Exercise data below:

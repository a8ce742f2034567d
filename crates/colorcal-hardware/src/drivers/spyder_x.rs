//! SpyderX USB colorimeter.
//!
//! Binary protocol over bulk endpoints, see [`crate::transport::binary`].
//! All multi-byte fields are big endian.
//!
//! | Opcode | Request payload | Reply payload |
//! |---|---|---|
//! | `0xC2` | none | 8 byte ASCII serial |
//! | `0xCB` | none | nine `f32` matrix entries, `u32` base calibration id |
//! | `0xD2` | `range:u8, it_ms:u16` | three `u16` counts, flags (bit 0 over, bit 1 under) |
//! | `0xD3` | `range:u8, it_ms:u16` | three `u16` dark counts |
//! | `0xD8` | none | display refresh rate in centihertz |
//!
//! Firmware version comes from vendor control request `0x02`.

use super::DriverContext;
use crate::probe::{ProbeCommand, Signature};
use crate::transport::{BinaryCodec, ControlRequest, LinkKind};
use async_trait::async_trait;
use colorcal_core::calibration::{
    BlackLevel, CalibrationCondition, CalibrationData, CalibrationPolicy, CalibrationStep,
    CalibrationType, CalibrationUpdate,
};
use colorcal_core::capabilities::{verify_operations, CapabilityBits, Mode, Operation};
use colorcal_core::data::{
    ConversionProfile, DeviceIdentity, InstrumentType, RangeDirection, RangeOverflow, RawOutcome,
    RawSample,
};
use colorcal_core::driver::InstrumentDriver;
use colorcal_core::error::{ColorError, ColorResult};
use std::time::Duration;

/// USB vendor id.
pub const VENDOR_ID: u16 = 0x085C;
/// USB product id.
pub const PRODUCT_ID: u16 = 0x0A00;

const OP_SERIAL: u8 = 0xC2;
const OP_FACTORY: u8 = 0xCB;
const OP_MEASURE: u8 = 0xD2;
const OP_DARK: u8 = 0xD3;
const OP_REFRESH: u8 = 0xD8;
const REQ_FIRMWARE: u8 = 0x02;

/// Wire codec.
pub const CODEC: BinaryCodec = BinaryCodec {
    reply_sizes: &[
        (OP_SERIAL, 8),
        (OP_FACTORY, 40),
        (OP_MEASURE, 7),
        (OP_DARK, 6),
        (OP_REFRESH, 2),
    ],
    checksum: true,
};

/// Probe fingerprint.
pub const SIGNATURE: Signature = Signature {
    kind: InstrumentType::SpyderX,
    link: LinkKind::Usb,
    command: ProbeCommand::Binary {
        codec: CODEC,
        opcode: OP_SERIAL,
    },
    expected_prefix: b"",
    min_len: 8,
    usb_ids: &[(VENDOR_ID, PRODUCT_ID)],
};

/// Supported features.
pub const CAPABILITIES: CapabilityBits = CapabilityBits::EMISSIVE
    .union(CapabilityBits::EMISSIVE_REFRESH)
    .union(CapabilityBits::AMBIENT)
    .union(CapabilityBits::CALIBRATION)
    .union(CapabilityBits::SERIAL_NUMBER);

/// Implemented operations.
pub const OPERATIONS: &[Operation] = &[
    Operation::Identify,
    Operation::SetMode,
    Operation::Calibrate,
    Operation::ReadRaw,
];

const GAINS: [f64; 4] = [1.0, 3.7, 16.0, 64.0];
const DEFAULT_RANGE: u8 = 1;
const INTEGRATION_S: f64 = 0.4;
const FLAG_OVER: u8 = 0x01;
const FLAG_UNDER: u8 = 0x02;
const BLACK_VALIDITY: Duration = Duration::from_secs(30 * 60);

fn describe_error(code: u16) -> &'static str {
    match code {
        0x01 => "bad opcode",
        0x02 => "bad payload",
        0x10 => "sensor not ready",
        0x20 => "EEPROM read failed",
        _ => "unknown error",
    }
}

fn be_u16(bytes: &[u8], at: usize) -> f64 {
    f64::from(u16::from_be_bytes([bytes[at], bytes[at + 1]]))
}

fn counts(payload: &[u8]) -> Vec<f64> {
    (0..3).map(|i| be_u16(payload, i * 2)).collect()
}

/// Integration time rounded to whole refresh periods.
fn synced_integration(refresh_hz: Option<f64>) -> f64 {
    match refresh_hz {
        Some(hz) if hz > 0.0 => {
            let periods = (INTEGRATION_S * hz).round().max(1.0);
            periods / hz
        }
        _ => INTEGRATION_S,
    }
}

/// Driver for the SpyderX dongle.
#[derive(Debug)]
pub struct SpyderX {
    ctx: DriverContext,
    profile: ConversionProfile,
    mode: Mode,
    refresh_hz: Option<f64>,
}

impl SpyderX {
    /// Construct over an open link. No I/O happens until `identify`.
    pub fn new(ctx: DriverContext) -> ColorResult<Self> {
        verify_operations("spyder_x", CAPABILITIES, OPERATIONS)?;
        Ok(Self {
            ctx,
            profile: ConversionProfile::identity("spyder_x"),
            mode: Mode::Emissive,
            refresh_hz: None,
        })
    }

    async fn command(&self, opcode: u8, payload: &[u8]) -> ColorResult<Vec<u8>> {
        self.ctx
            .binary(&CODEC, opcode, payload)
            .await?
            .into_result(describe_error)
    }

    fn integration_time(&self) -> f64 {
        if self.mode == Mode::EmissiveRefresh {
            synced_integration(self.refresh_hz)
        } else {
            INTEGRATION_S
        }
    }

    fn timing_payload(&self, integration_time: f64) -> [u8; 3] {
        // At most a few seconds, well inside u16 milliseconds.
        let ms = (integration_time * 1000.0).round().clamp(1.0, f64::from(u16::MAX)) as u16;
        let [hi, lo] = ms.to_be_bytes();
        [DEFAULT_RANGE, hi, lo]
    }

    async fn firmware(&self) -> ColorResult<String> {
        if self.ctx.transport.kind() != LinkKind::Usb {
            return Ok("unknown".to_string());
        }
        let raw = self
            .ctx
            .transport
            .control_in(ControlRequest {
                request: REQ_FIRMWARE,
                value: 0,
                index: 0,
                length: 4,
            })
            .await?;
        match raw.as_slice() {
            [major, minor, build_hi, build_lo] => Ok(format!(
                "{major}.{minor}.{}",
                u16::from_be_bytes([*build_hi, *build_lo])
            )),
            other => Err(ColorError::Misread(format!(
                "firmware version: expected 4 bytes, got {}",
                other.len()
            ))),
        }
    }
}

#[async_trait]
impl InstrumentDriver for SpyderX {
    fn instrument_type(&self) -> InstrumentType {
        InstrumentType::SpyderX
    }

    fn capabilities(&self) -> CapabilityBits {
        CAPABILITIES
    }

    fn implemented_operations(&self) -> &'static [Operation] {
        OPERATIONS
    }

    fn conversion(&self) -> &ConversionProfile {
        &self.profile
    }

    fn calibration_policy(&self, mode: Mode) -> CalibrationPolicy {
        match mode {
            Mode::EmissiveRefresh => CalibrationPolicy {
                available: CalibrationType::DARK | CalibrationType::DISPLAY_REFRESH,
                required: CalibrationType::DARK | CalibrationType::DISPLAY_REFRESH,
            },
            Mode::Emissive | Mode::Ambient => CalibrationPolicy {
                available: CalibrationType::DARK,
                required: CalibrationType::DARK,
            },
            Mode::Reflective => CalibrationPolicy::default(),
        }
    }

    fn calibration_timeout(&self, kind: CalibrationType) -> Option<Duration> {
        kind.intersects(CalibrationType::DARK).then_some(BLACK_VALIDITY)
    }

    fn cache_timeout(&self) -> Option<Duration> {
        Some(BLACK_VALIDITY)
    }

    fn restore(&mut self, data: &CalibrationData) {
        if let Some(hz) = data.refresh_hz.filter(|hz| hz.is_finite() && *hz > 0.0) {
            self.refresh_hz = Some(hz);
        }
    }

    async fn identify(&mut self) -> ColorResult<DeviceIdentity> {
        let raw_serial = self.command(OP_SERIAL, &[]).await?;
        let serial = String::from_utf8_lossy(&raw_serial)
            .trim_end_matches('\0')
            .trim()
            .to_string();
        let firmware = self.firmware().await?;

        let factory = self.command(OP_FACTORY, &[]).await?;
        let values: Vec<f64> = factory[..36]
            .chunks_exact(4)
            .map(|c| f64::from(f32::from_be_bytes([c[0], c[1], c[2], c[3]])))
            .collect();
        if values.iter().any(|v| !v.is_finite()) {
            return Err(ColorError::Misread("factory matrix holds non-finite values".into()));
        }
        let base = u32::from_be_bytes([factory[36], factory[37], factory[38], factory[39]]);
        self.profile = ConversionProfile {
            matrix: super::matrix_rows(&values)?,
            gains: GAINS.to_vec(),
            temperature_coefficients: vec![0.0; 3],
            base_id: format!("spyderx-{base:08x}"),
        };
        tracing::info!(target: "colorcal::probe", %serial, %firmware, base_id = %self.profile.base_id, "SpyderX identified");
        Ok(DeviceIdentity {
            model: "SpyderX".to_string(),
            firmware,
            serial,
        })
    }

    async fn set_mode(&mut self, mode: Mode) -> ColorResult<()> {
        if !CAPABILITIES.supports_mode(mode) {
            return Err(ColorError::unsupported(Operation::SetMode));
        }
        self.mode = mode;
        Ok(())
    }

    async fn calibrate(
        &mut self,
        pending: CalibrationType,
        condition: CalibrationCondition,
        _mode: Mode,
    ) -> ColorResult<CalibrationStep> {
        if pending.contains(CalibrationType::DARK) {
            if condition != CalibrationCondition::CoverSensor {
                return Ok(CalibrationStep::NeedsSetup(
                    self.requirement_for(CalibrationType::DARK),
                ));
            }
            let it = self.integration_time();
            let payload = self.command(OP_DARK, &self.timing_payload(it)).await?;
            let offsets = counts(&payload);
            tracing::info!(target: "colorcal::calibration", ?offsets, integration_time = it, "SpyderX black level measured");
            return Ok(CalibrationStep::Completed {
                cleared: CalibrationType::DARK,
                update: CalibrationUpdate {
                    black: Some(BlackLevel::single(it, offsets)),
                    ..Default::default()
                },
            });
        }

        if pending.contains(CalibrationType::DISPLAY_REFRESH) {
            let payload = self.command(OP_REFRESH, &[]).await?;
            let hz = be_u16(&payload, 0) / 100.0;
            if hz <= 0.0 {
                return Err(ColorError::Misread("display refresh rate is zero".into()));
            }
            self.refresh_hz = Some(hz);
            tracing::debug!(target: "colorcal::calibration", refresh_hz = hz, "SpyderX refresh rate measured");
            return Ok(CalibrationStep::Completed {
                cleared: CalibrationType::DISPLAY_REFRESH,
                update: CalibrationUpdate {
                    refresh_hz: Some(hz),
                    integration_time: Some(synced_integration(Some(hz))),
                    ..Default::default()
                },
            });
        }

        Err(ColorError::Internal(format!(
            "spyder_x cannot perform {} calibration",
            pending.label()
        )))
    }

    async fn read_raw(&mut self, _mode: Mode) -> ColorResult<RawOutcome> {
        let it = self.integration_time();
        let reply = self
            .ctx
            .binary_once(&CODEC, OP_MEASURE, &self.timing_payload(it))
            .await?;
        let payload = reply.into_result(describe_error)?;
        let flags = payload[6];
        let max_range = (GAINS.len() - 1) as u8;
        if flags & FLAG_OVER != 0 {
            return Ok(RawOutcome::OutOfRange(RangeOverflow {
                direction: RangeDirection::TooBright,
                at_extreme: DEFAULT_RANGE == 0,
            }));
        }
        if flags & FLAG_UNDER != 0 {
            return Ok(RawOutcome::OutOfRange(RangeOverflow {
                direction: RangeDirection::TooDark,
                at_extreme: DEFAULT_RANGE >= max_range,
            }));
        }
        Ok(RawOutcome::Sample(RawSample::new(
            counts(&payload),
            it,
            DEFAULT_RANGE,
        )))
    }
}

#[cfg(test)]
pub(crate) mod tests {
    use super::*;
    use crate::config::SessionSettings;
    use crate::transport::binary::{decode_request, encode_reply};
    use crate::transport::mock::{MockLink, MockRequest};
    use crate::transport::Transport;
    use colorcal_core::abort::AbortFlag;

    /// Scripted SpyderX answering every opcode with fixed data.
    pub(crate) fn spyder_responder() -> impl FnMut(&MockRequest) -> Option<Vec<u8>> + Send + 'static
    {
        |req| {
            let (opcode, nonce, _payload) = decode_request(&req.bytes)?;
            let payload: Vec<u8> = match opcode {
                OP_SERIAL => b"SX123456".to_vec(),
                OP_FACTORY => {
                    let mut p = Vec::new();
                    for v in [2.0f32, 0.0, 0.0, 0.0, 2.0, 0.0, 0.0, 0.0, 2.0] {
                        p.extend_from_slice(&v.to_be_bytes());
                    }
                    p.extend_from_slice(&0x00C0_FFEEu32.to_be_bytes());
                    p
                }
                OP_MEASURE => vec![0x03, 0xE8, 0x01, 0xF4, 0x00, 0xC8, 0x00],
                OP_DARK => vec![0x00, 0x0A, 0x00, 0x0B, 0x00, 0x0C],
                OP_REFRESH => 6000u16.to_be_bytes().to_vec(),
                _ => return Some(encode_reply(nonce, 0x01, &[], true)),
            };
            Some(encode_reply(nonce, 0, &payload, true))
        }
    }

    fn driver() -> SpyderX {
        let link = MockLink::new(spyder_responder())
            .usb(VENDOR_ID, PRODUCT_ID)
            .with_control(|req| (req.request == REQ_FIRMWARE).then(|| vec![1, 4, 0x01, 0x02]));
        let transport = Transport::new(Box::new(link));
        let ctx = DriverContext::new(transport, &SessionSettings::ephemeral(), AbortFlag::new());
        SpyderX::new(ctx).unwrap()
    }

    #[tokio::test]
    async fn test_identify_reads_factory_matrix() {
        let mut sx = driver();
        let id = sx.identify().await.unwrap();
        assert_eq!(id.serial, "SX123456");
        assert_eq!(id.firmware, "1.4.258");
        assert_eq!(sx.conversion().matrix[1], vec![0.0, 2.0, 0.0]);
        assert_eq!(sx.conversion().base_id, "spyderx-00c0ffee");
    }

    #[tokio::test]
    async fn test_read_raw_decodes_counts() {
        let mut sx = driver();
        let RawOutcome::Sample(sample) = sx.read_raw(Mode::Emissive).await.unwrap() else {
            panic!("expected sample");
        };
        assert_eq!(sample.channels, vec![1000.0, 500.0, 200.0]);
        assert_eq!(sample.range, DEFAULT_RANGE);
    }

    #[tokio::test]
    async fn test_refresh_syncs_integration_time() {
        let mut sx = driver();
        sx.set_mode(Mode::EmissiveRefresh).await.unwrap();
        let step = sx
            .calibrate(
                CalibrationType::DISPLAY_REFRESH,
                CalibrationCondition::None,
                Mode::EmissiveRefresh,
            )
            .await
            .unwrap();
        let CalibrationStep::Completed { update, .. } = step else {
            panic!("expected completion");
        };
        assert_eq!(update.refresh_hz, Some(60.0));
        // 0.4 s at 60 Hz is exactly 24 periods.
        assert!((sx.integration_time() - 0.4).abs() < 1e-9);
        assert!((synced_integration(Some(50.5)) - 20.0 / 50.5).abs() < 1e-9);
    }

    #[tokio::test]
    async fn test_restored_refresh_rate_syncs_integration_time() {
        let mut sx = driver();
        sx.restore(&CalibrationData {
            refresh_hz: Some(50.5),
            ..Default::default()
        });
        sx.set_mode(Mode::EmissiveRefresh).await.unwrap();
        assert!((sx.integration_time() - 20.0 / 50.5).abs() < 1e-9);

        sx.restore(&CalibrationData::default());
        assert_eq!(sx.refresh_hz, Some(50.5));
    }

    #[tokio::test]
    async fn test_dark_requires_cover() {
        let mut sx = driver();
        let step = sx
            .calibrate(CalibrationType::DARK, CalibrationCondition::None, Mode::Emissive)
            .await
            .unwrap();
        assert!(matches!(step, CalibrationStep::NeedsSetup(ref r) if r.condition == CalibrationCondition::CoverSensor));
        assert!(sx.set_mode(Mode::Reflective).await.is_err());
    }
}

End of Exercise data.
Exercise data below:

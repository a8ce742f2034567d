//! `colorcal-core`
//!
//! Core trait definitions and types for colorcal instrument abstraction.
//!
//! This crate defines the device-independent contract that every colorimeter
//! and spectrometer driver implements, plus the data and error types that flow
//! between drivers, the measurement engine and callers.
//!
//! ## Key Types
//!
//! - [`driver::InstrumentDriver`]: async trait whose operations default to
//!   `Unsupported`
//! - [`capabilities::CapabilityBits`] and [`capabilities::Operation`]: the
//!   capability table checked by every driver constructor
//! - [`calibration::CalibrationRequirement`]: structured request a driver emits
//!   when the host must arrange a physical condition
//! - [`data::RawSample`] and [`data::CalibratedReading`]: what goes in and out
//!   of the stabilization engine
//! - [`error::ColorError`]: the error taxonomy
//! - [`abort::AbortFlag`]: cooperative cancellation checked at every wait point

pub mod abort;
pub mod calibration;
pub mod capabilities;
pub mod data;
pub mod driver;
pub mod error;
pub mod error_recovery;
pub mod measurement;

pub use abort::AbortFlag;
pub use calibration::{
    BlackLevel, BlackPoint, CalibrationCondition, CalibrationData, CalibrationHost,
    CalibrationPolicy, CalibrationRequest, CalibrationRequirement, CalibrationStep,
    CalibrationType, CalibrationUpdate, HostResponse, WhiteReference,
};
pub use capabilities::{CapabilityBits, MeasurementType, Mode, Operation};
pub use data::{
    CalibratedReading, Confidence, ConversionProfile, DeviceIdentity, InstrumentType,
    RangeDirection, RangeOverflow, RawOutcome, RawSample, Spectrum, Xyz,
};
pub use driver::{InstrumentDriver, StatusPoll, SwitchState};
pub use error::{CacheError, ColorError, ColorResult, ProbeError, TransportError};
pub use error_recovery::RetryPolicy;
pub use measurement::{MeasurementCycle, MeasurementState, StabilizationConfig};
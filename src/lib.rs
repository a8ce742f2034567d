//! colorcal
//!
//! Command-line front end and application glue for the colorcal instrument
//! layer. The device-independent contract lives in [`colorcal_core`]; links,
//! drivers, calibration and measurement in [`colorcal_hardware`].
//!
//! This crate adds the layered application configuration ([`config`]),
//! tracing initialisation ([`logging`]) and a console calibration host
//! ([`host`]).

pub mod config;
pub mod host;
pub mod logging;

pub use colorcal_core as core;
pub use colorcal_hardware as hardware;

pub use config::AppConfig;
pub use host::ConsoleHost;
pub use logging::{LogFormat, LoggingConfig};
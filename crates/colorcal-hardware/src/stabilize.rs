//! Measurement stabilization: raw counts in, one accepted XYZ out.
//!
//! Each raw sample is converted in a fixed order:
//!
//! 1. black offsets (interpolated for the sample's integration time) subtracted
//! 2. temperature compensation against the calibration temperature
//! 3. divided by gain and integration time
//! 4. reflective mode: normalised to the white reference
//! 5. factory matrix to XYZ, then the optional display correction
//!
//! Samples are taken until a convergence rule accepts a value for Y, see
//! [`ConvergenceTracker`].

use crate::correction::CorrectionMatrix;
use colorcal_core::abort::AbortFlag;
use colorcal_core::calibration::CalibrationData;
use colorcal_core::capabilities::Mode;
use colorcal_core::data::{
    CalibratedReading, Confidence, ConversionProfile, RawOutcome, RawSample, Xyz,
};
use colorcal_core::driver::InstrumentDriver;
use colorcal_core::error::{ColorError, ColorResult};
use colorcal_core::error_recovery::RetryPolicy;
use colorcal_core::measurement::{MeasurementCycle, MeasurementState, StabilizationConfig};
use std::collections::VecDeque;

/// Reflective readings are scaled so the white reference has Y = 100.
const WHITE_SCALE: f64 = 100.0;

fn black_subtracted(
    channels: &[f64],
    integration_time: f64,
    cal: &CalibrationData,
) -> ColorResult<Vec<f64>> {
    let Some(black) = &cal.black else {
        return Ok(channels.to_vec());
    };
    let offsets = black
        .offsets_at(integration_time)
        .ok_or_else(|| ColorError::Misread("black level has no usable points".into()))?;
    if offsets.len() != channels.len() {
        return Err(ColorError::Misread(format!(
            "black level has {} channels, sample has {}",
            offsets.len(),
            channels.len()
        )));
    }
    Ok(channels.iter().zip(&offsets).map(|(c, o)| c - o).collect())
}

End of Exercise data.
Exercise data below:

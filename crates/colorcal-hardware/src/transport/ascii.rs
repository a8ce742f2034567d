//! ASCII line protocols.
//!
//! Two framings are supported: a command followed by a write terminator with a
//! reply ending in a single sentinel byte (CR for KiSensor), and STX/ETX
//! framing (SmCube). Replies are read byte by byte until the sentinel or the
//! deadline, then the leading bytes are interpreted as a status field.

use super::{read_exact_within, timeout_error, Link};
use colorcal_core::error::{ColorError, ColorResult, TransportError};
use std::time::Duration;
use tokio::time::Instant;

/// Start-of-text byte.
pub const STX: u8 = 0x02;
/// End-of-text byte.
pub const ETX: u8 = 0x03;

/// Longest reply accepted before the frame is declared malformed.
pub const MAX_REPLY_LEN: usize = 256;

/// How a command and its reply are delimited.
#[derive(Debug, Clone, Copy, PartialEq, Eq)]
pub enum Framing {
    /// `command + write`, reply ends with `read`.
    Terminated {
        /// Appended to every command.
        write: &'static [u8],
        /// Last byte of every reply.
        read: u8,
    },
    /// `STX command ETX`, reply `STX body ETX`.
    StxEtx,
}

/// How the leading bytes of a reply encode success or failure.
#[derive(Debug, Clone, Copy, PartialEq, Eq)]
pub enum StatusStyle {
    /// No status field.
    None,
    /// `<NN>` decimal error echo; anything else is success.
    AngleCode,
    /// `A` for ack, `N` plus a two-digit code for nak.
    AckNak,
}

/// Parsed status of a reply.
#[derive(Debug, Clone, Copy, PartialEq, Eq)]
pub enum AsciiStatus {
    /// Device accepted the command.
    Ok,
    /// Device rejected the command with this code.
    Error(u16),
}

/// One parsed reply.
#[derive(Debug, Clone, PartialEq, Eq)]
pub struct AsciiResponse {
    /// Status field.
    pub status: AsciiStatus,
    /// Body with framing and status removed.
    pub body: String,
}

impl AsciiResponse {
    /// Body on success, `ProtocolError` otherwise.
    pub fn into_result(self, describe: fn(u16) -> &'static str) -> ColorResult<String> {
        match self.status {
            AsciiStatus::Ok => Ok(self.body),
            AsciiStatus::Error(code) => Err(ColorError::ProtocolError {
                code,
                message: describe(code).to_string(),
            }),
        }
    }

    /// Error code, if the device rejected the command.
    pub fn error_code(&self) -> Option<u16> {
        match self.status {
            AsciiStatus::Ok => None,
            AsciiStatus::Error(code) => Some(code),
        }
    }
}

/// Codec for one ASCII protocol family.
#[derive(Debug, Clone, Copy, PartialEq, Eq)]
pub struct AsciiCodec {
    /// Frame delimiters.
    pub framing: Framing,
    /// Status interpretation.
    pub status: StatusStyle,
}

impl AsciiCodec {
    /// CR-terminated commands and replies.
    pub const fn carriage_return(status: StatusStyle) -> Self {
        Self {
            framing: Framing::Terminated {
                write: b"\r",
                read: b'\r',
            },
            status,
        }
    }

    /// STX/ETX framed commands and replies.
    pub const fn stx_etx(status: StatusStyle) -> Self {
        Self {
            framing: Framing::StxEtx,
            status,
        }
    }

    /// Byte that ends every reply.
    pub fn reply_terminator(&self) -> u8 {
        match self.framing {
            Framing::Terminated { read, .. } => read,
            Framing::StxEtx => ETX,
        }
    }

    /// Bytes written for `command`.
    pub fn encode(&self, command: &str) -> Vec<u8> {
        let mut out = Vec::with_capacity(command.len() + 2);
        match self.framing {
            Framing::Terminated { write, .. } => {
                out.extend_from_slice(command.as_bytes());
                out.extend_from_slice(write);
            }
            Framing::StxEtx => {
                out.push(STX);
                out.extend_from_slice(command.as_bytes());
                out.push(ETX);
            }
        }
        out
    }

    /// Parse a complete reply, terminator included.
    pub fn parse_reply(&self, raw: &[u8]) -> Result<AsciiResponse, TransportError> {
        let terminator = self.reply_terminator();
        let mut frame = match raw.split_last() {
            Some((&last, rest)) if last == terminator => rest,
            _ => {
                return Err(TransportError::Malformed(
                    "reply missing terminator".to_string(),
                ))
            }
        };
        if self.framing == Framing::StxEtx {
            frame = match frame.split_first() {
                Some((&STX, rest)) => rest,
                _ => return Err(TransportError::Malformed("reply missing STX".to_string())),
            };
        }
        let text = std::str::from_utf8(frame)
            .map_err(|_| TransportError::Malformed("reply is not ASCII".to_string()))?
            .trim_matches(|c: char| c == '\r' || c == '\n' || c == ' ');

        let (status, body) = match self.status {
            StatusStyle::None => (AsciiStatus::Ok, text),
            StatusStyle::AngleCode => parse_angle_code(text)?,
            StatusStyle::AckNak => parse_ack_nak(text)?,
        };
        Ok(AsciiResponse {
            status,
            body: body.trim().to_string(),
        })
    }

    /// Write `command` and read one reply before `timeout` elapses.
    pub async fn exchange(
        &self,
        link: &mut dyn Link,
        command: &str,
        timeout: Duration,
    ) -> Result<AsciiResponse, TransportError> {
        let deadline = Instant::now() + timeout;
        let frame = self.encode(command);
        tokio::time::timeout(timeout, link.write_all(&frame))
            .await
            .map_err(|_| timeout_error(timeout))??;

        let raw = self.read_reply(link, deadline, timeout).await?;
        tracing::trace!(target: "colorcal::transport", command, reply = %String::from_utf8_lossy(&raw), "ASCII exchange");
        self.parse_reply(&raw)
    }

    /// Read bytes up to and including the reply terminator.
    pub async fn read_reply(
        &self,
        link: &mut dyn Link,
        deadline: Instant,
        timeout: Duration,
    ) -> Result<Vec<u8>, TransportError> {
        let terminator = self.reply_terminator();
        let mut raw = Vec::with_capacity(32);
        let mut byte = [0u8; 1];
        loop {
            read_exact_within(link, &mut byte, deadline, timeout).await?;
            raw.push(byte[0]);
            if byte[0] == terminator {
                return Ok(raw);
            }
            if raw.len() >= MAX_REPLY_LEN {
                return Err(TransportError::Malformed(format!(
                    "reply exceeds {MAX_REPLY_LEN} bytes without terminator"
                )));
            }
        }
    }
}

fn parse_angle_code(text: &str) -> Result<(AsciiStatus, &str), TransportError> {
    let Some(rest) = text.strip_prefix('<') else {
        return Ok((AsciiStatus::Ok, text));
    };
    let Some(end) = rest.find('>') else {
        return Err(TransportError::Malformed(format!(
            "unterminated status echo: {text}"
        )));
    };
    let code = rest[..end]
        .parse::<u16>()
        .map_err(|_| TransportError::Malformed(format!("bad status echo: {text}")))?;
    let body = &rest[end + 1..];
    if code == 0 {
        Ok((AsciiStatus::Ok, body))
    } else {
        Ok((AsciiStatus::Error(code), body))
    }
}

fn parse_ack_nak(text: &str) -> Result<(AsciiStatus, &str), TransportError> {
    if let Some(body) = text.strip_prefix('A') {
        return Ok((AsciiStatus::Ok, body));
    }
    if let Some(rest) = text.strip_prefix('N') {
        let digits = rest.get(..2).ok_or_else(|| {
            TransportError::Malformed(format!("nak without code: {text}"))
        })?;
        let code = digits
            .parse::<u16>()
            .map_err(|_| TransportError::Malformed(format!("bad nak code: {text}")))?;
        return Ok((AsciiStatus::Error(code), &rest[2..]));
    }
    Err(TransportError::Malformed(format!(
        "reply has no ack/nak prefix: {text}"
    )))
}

End of Exercise data.

— What you will do —
For the word "ControlRequest", please count the lines in the data where it appears and respond with the number only.

— Exercise output —
2